Item 4.           Submission of Matters to a Vote of Securities Holders

                  Not Applicable.


Item 5.           Other Information

                  Not Applicable.


Item 6.           Exhibits and Reports on Form 8-K

                  (a)      The following exhibits are included herein:

                           11.1     Calculation of Earnings Per Share
                           99.1     Certificate pursuant to 18 U.S.C.ss.1350

                  (b)      Reports on Form 8-K:

                                    Not applicable.


                                       12



                                   SIGNATURES
                                   ----------

In accordance with the Exchange Act, this report has been signed below by
following persons on behalf of the registrant and on the dates indicated.

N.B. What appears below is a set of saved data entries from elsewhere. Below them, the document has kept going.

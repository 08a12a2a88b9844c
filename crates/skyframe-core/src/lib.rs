pub mod aggregate;
pub mod cancel;
pub mod codec;
pub mod config;
pub mod consts;
pub mod dispatch;
pub mod error;
pub mod frame;
pub mod instrument;
pub mod pool;
pub mod progress;
pub mod reader;

pub use aggregate::{FrameStack, ReadResult};
pub use cancel::CancellationToken;
pub use config::ReadOptions;
pub use error::{ErrorKind, Result, SkyframeError};
pub use instrument::Instrument;
pub use reader::{read, read_blueline, read_nir, read_reported, read_rgb, read_spectrograph};
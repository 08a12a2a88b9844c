use anyhow::Result;
use indicatif::{ProgressBar, ProgressStyle};
use skyframe_core::progress::ProgressReporter;

/// Drives a terminal progress bar from worker threads.
pub struct BarReporter {
    bar: ProgressBar,
}

impl BarReporter {
    pub fn new() -> Result<Self> {
        let bar = ProgressBar::new(0);
        bar.set_style(
            ProgressStyle::default_bar()
                .template("{msg:10} [{bar:40}] {pos}/{len} files")?
                .progress_chars("=> "),
        );
        Ok(Self { bar })
    }
}

impl ProgressReporter for BarReporter {
    fn begin(&self, total_files: usize) {
        self.bar.set_length(total_files as u64);
        self.bar.set_message("Reading");
    }

    // Completion order is not input order, so count rather than trust `files_done`.
    fn advance(&self, _files_done: usize) {
        self.bar.inc(1);
    }

    fn finish(&self) {
        self.bar.finish_with_message("Done");
    }
}
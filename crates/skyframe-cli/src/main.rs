mod commands;
mod progress;
mod summary;

use anyhow::Result;
use clap::{Parser, Subcommand};
use tracing_subscriber::EnvFilter;

#[derive(Parser)]
#[command(name = "skyframe", about = "All-sky imager file reader")]
#[command(version)]
struct Cli {
    /// Enable verbose output
    #[arg(short, long, global = true)]
    verbose: bool,

    #[command(subcommand)]
    command: Commands,
}

#[derive(Subcommand)]
enum Commands {
    /// Decode files into one frame stack and summarize it
    Read(commands::read::ReadArgs),
    /// Show how a single file is classified and decoded
    Info(commands::info::InfoArgs),
    /// Print or save the default read options as TOML
    Config(commands::config::ConfigArgs),
}

fn main() -> Result<()> {
    let cli = Cli::parse();

    let filter = if cli.verbose {
        EnvFilter::new("debug")
    } else {
        EnvFilter::new("warn")
    };
    tracing_subscriber::fmt()
        .with_env_filter(filter)
        .with_writer(std::io::stderr)
        .init();

    match &cli.command {
        Commands::Read(args) => commands::read::run(args),
        Commands::Info(args) => commands::info::run(args),
        Commands::Config(args) => commands::config::run(args),
    }
}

                                                   RIMAGE CORPORATION
                                                   ------------------
                                                       Registrant


Date: November 12, 2002                  By:        /s/ Bernard P. Aldrich
      -----------------                             ----------------------
                                                      Bernard P. Aldrich
                                              Director, Chief Executive Officer,
                                                         and President
                                                (Principal Executive Officer)
                                                (Principal Financial Officer)


Date: November 12, 2002                  By:         /s/ Robert M. Wolf
      -----------------                              ------------------
                                                       Robert M. Wolf
                                                          Treasurer
                                                (Principal Accounting Officer)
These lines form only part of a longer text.